--- Exercise ---
Copy every line below that has the word "moka" in it.

[Records contained in a dataset]
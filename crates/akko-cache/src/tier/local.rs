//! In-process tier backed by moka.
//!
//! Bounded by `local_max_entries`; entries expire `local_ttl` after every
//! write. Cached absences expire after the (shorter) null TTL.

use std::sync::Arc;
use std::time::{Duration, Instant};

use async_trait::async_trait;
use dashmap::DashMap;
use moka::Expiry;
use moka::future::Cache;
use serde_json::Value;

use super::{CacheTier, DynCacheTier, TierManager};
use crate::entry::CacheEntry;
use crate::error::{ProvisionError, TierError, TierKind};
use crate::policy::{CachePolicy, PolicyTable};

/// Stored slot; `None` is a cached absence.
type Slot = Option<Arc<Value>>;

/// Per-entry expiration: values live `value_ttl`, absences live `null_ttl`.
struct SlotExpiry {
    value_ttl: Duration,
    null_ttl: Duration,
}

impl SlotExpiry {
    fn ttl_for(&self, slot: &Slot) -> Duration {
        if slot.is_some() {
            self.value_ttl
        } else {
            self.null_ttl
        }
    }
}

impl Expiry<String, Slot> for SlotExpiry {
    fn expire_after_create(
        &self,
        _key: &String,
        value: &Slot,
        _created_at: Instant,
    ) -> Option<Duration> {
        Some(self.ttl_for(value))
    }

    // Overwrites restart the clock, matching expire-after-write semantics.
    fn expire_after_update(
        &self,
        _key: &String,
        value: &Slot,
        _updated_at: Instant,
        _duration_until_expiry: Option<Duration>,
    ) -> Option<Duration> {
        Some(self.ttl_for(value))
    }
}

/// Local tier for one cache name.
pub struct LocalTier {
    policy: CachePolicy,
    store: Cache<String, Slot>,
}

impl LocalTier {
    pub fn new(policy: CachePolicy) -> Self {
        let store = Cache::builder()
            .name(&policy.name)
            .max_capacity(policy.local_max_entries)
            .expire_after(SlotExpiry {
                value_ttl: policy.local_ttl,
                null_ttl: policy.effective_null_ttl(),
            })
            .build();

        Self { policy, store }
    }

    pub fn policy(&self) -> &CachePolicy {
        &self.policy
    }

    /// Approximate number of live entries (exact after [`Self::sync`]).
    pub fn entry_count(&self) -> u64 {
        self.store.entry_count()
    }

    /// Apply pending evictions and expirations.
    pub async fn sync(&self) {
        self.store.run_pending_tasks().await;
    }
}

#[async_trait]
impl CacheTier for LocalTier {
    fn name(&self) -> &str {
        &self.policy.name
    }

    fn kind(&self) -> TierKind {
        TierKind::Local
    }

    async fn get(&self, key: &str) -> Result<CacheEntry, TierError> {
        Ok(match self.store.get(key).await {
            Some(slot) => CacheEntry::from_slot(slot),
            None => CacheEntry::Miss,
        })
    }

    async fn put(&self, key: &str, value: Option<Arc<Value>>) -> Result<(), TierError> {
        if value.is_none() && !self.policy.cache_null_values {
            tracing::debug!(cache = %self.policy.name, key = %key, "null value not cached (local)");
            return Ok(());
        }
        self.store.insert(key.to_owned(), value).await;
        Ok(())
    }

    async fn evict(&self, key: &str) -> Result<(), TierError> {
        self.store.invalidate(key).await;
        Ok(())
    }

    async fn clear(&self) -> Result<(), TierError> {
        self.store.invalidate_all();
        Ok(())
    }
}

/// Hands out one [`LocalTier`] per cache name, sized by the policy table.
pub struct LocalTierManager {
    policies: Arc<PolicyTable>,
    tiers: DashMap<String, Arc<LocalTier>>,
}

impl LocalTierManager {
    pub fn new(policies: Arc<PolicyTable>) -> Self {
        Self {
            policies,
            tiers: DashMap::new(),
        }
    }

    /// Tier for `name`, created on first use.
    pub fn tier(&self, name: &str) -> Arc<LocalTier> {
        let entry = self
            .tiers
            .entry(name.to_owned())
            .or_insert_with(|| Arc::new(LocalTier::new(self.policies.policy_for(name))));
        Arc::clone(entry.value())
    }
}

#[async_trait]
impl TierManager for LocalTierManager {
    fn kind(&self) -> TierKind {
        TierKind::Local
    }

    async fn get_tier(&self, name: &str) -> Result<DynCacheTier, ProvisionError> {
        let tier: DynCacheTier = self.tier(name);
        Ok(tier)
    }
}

--- Written solution ---
//! In-process tier backed by moka.
use moka::Expiry;
use moka::future::Cache;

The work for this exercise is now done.